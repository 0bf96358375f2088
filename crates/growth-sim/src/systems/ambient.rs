//! Ambient particle and sound emission on independent cadences.

use glam::DVec3;

use growth_core::events::EffectRequest;
use growth_core::profiles::ParticleProfile;
use growth_core::state::MutableState;

use crate::systems::cadence;

/// Emission counts for one tick.
#[derive(Debug, Clone, Copy, Default, PartialEq, Eq)]
pub struct AmbientEmission {
    pub particles: bool,
    pub sound: bool,
}

/// Tick both ambient channels. A missing profile or a disabled channel holds
/// its countdown at zero.
pub fn tick(
    state: &mut MutableState,
    profile: Option<&ParticleProfile>,
    center: DVec3,
    scale: f64,
    effects: &mut Vec<EffectRequest>,
) -> AmbientEmission {
    let mut emission = AmbientEmission::default();
    let Some(profile) = profile else {
        state.ambient_cooldown = 0;
        state.ambient_sound_cooldown = 0;
        return emission;
    };

    if profile.interval_ticks == 0 || profile.count == 0 {
        state.ambient_cooldown = 0;
    } else if cadence(&mut state.ambient_cooldown, profile.interval_ticks) {
        effects.push(EffectRequest::SpawnParticles {
            effect: profile.effect.clone(),
            position: center,
            count: profile.count,
            spread: profile.spread * scale.max(1.0),
            speed: profile.speed,
        });
        emission.particles = true;
    }

    match &profile.sound {
        Some(sound) if profile.sound_enabled() => {
            if cadence(&mut state.ambient_sound_cooldown, profile.sound_interval_ticks) {
                effects.push(EffectRequest::PlaySound {
                    sound: sound.clone(),
                    position: center,
                    volume: profile.volume,
                    pitch: profile.pitch,
                });
                emission.sound = true;
            }
        }
        _ => state.ambient_sound_cooldown = 0,
    }

    emission
}
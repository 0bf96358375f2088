//! Burst sequencer: the chain of delayed explosions after detonation.

use glam::DVec3;
use log::debug;

use growth_core::constants::INFINITE_DAMAGE_THRESHOLD;
use growth_core::definition::Definition;
use growth_core::enums::DamageCause;
use growth_core::events::{EffectRequest, SimEvent};
use growth_core::profiles::ExplosionProfile;
use growth_core::state::MutableState;

use crate::host::TargetQuery;

/// What the burst sequencer did this tick.
#[derive(Debug, Clone, Copy, PartialEq, Eq)]
pub enum BurstOutcome {
    Inactive,
    /// Waiting out the delay between explosions.
    Waiting,
    /// Fired an explosion; more remain.
    Exploded,
    /// Fired the last explosion; charges remain.
    Completed,
    /// Fired the last explosion of the last charge. The instance must be removed.
    Exhausted,
}

/// Begin a burst from `explosion`. Block breaking is gated by the definition.
pub fn start(state: &mut MutableState, explosion: &ExplosionProfile, definition: &Definition) {
    // Profiles are sanitized to at least one explosion; loaded state may not be.
    state.burst_explosions_remaining = explosion.amount.max(1);
    state.burst_delay_interval = explosion.amount_delay;
    state.burst_delay_ticks = 0;
    state.burst_radius = explosion.radius;
    state.burst_causes_fire = explosion.causes_fire;
    state.burst_breaks_blocks = explosion.breaks_blocks && definition.destroys_blocks;
    // Stored finite so it survives JSON; the threshold already reads as unbounded.
    state.burst_max_damage = explosion.max_damage.min(INFINITE_DAMAGE_THRESHOLD);
    state.burst_damage_scaling = explosion.damage_scaling;
}

/// Damage at `distance` from an explosion of `radius`.
///
/// `max_damage * (1 - distance/radius)^scaling`, zero beyond the radius, and
/// unbounded when `max_damage` is configured as infinite.
pub fn falloff_damage(max_damage: f64, scaling: f64, radius: f64, distance: f64) -> f64 {
    if radius <= 0.0 || distance > radius {
        return 0.0;
    }
    if max_damage >= INFINITE_DAMAGE_THRESHOLD {
        return f64::INFINITY;
    }
    let normalized = (1.0 - distance / radius).clamp(0.0, 1.0);
    max_damage * normalized.powf(scaling)
}

fn explode(
    state: &MutableState,
    center: DVec3,
    targets: &dyn TargetQuery,
    effects: &mut Vec<EffectRequest>,
) {
    effects.push(EffectRequest::CreateExplosion {
        position: center,
        radius: state.burst_radius,
        causes_fire: state.burst_causes_fire,
        breaks_blocks: state.burst_breaks_blocks,
    });

    if state.burst_max_damage <= 0.0 {
        return;
    }
    for target in targets.living_targets_in_box(center, state.burst_radius) {
        if !target.is_affectable() {
            continue;
        }
        let distance = target.position.distance(center);
        let amount = falloff_damage(
            state.burst_max_damage,
            state.burst_damage_scaling,
            state.burst_radius,
            distance,
        );
        if amount > 0.0 {
            effects.push(EffectRequest::ApplyDamage {
                target: target.id,
                amount,
                cause: DamageCause::Explosion,
            });
        }
    }
}

/// Advance the burst by one tick.
pub fn tick(
    state: &mut MutableState,
    center: DVec3,
    targets: &dyn TargetQuery,
    effects: &mut Vec<EffectRequest>,
) -> BurstOutcome {
    if !state.is_burst_active() {
        return BurstOutcome::Inactive;
    }
    if state.burst_delay_ticks > 0 {
        state.burst_delay_ticks -= 1;
        return BurstOutcome::Waiting;
    }

    explode(state, center, targets, effects);
    state.burst_explosions_remaining -= 1;
    effects.push(EffectRequest::Broadcast(SimEvent::BurstExplosion {
        remaining: state.burst_explosions_remaining,
    }));

    if state.burst_explosions_remaining > 0 {
        state.burst_delay_ticks = state.burst_delay_interval;
        return BurstOutcome::Exploded;
    }

    state.clear_burst();
    state.remaining_charges = state.remaining_charges.saturating_sub(1);
    if state.remaining_charges == 0 {
        debug!("Burst finished with no charges left");
        BurstOutcome::Exhausted
    } else {
        debug!("Burst finished, {} charge(s) left", state.remaining_charges);
        BurstOutcome::Completed
    }
}

#[cfg(test)]
mod tests {
    use super::*;
    use growth_core::types::Target;

    fn destructive() -> Definition {
        Definition {
            destroys_blocks: true,
            charges: 2,
            ..Definition::inert()
        }
    }

    #[test]
    fn falloff_is_zero_at_and_beyond_radius() {
        assert_eq!(falloff_damage(20.0, 1.0, 4.0, 4.0), 0.0);
        assert_eq!(falloff_damage(20.0, 1.0, 4.0, 5.0), 0.0);
        assert_eq!(falloff_damage(20.0, 1.0, 4.0, 0.0), 20.0);
        assert!((falloff_damage(20.0, 2.0, 4.0, 2.0) - 5.0).abs() < 1e-12);
    }

    #[test]
    fn infinite_damage_saturates() {
        assert!(falloff_damage(f64::INFINITY, 1.0, 4.0, 3.9).is_infinite());
        assert!(falloff_damage(INFINITE_DAMAGE_THRESHOLD, 1.0, 4.0, 1.0).is_infinite());
        assert_eq!(falloff_damage(f64::INFINITY, 1.0, 4.0, 4.1), 0.0);
    }

    #[test]
    fn block_breaking_is_gated_by_definition() {
        let explosion = ExplosionProfile::default();
        let mut state = MutableState::baseline(&destructive());
        start(&mut state, &explosion, &destructive());
        assert!(state.burst_breaks_blocks);

        let tame = Definition::inert();
        let mut state = MutableState::baseline(&tame);
        start(&mut state, &explosion, &tame);
        assert!(!state.burst_breaks_blocks);
    }

    #[test]
    fn three_explosions_with_delay_then_charge_spent() {
        let def = destructive();
        let explosion = ExplosionProfile {
            amount: 3,
            amount_delay: 2,
            ..Default::default()
        };
        let mut state = MutableState::baseline(&def);
        let targets: Vec<Target> = Vec::new();
        let mut effects = Vec::new();
        start(&mut state, &explosion, &def);

        let mut outcomes = Vec::new();
        for _ in 0..7 {
            outcomes.push(tick(&mut state, DVec3::ZERO, &targets, &mut effects));
        }
        use BurstOutcome::*;
        assert_eq!(
            outcomes,
            vec![Exploded, Waiting, Waiting, Exploded, Waiting, Waiting, Completed]
        );
        assert_eq!(state.remaining_charges, 1);
        assert!(!state.is_burst_active());
        assert_eq!(tick(&mut state, DVec3::ZERO, &targets, &mut effects), Inactive);

        let explosions = effects
            .iter()
            .filter(|e| matches!(e, EffectRequest::CreateExplosion { .. }))
            .count();
        assert_eq!(explosions, 3);
    }

    #[test]
    fn last_charge_signals_exhaustion() {
        let def = Definition {
            charges: 1,
            ..destructive()
        };
        let mut state = MutableState::baseline(&def);
        let targets: Vec<Target> = Vec::new();
        let mut effects = Vec::new();
        start(&mut state, &ExplosionProfile::default(), &def);
        assert_eq!(
            tick(&mut state, DVec3::ZERO, &targets, &mut effects),
            BurstOutcome::Exhausted
        );
        assert_eq!(state.remaining_charges, 0);
    }

    #[test]
    fn explosion_damages_targets_in_radius() {
        let def = destructive();
        let mut state = MutableState::baseline(&def);
        let mut dead = Target::new(3, DVec3::new(1.0, 0.0, 0.0));
        dead.alive = false;
        let targets = vec![
            Target::new(1, DVec3::new(2.0, 0.0, 0.0)),
            Target::new(2, DVec3::new(3.9, 3.9, 0.0)),
            dead,
        ];
        let mut effects = Vec::new();
        start(&mut state, &ExplosionProfile::default(), &def);
        tick(&mut state, DVec3::ZERO, &targets, &mut effects);

        let damaged: Vec<_> = effects
            .iter()
            .filter_map(|e| match e {
                EffectRequest::ApplyDamage { target, amount, .. } => Some((target.0, *amount)),
                _ => None,
            })
            .collect();
        assert_eq!(damaged.len(), 1);
        assert_eq!(damaged[0].0, 1);
        assert!((damaged[0].1 - 10.0).abs() < 1e-12);
    }

    #[test]
    fn unbounded_damage_is_stored_finite() {
        let def = destructive();
        let mut state = MutableState::baseline(&def);
        let explosion = ExplosionProfile {
            max_damage: f64::INFINITY,
            ..Default::default()
        };
        start(&mut state, &explosion, &def);
        assert_eq!(state.burst_max_damage, INFINITE_DAMAGE_THRESHOLD);

        let targets = vec![Target::new(1, DVec3::new(1.0, 0.0, 0.0))];
        let mut effects = Vec::new();
        tick(&mut state, DVec3::ZERO, &targets, &mut effects);
        assert!(effects.iter().any(|e| matches!(
            e,
            EffectRequest::ApplyDamage { amount, .. } if amount.is_infinite()
        )));
    }
}
use growth_core::definition::Definition;
use growth_core::enums::{ArmCause, FuseTrigger};
use growth_core::events::{EffectRequest, SimEvent};
use growth_core::profiles::{ExplosionProfile, FuseProfile};
use growth_core::state::MutableState;
use growth_core::types::HeldItem;

use crate::systems::burst;

/// What the fuse did this tick.
#[derive(Debug, Clone, Copy, PartialEq, Eq)]
pub enum FuseOutcome {
    Idle,
    Armed,
    /// Counting down, nothing observable.
    Ticking,
    /// Counting down with a pulse. `target_lowered` if the collapse pulled the target down.
    Pulsed { target_lowered: bool },
    Detonated,
    Disarmed,
}

/// Why a manual arm request was refused.
#[derive(Debug, Clone, PartialEq, Eq)]
pub enum ArmRejection {
    NoFuse,
    AlreadyArmed,
    BurstActive,
    NoCharges,
    WrongTrigger,
    ProgressTooLow,
    MissingItem,
    ItemNotAllowed(String),
    NotEnoughItems { required: u32, held: u32 },
}

/// Item usage to report once a manual arm is accepted.
#[derive(Debug, Clone, Copy, Default, PartialEq, Eq)]
pub struct ItemUse {
    pub consume: u32,
    pub damage: u32,
}

/// Scale the shell collapses to: the profile's value when present, otherwise
/// the definition's minimum.
pub fn collapse_target(fuse: &FuseProfile, definition: &Definition) -> f64 {
    match fuse.collapse_scale {
        Some(scale) => definition.clamp_scale(scale),
        None => definition.min_scale,
    }
}

fn arming_blocked(state: &MutableState) -> Option<ArmRejection> {
    if state.fuse_armed {
        Some(ArmRejection::AlreadyArmed)
    } else if state.is_burst_active() {
        Some(ArmRejection::BurstActive)
    } else if state.remaining_charges == 0 {
        Some(ArmRejection::NoCharges)
    } else {
        None
    }
}

pub fn should_auto_arm(state: &MutableState, definition: &Definition, fuse: &FuseProfile) -> bool {
    fuse.trigger == FuseTrigger::Auto
        && arming_blocked(state).is_none()
        && definition.growth_progress(state.current_scale) >= fuse.auto_progress
}
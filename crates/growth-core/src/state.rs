//! Mutable per-instance simulation state.
//!
//! One `MutableState` is owned by exactly one instance. Systems mutate it in
//! tick order; derived shapes are recomputed from it, never edited directly.

use std::collections::BTreeMap;

use glam::DVec3;
use serde::{Deserialize, Serialize};

use crate::definition::Definition;
use crate::enums::FusePhase;
use crate::types::{Shape, TargetId};

#[derive(Debug, Clone, PartialEq, Serialize, Deserialize)]
#[serde(default)]
pub struct MutableState {
    // --- Scale ---
    pub current_scale: f64,
    /// Scale at the start of the last step, for render interpolation.
    pub previous_scale: f64,
    pub target_scale: f64,

    // --- Cadence countdowns (ticks) ---
    pub scale_cooldown: u32,
    pub pull_cooldown: u32,
    pub push_cooldown: u32,
    pub ambient_cooldown: u32,
    pub ambient_sound_cooldown: u32,

    // --- Fuse ---
    pub fuse_armed: bool,
    pub fuse_ticks_remaining: u32,
    pub collapse_ticks_remaining: u32,
    pub collapse_duration: u32,
    pub collapse_start_scale: f64,
    pub collapse_end_scale: f64,

    // --- Burst ---
    pub remaining_charges: u32,
    pub burst_explosions_remaining: u32,
    pub burst_delay_ticks: u32,
    pub burst_delay_interval: u32,
    pub burst_radius: f64,
    pub burst_causes_fire: bool,
    pub burst_breaks_blocks: bool,
    pub burst_max_damage: f64,
    pub burst_damage_scaling: f64,

    pub wobble_offset: DVec3,

    /// Target -> first tick at which it may be damaged again.
    pub touch_cooldowns: BTreeMap<TargetId, u64>,
    pub force_damage_cooldowns: BTreeMap<TargetId, u64>,

    #[serde(skip)]
    pub outline_shape: Shape,
    #[serde(skip)]
    pub collision_shape: Shape,
}

impl Default for MutableState {
    fn default() -> Self {
        Self::baseline(&Definition::inert())
    }
}

impl MutableState {
    /// Fresh state for a newly spawned (or reset) instance.
    pub fn baseline(definition: &Definition) -> Self {
        let (current, target) = definition.baseline_scales();
        Self {
            current_scale: current,
            previous_scale: current,
            target_scale: target,
            scale_cooldown: 0,
            pull_cooldown: 0,
            push_cooldown: 0,
            ambient_cooldown: 0,
            ambient_sound_cooldown: 0,
            fuse_armed: false,
            fuse_ticks_remaining: 0,
            collapse_ticks_remaining: 0,
            collapse_duration: 0,
            collapse_start_scale: current,
            collapse_end_scale: current,
            remaining_charges: definition.charges,
            burst_explosions_remaining: 0,
            burst_delay_ticks: 0,
            burst_delay_interval: 0,
            burst_radius: 0.0,
            burst_causes_fire: false,
            burst_breaks_blocks: false,
            burst_max_damage: 0.0,
            burst_damage_scaling: 1.0,
            wobble_offset: DVec3::ZERO,
            touch_cooldowns: BTreeMap::new(),
            force_damage_cooldowns: BTreeMap::new(),
            outline_shape: Shape::EMPTY,
            collision_shape: Shape::EMPTY,
        }
    }

    pub fn is_burst_active(&self) -> bool {
        self.burst_explosions_remaining > 0
    }

    pub fn fuse_phase(&self) -> FusePhase {
        if self.fuse_armed {
            FusePhase::Armed
        } else if self.is_burst_active() {
            FusePhase::Detonated
        } else {
            FusePhase::Disarmed
        }
    }

    pub fn clear_fuse(&mut self) {
        self.fuse_armed = false;
        self.fuse_ticks_remaining = 0;
        self.collapse_ticks_remaining = 0;
        self.collapse_duration = 0;
        self.collapse_start_scale = self.current_scale;
        self.collapse_end_scale = self.current_scale;
    }

    pub fn clear_burst(&mut self) {
        self.burst_explosions_remaining = 0;
        self.burst_delay_ticks = 0;
        self.burst_delay_interval = 0;
        self.burst_radius = 0.0;
        self.burst_causes_fire = false;
        self.burst_breaks_blocks = false;
        self.burst_max_damage = 0.0;
        self.burst_damage_scaling = 1.0;
    }

    /// Drop cooldown entries that no longer block anything.
    /// Returns the number of entries removed.
    pub fn sweep_cooldowns(&mut self, now: u64) -> usize {
        let before = self.touch_cooldowns.len() + self.force_damage_cooldowns.len();
        self.touch_cooldowns.retain(|_, next| *next > now);
        self.force_damage_cooldowns.retain(|_, next| *next > now);
        before - self.touch_cooldowns.len() - self.force_damage_cooldowns.len()
    }

    /// Restore invariants after loading or a definition change.
    /// Returns true if anything had to be repaired.
    pub fn repair(&mut self, definition: &Definition) -> bool {
        let before = self.clone();
        self.current_scale = definition.clamp_scale(self.current_scale);
        self.previous_scale = definition.clamp_scale(self.previous_scale);
        self.target_scale = definition.clamp_scale(self.target_scale);
        self.collapse_start_scale = definition.clamp_scale(self.collapse_start_scale);
        self.collapse_end_scale = definition.clamp_scale(self.collapse_end_scale);
        if !self.fuse_armed {
            self.fuse_ticks_remaining = 0;
        }
        self.collapse_ticks_remaining = self.collapse_ticks_remaining.min(self.collapse_duration);
        if !self.burst_radius.is_finite() || self.burst_radius < 0.0 {
            self.burst_radius = 0.0;
        }
        if self.burst_max_damage.is_nan() || self.burst_max_damage < 0.0 {
            self.burst_max_damage = 0.0;
        }
        if !self.burst_damage_scaling.is_finite() || self.burst_damage_scaling < 0.0 {
            self.burst_damage_scaling = 1.0;
        }
        if !self.wobble_offset.is_finite() || !definition.wobble_enabled {
            self.wobble_offset = DVec3::ZERO;
        }
        *self != before
    }
}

----------------------------------------

(TASK REQUIREMENTS)
For this task, copy every line of the material in which "Exhausted" appears.

(YOUR RESPONSE)
    Exhausted,
        BurstOutcome::Exhausted
            BurstOutcome::Exhausted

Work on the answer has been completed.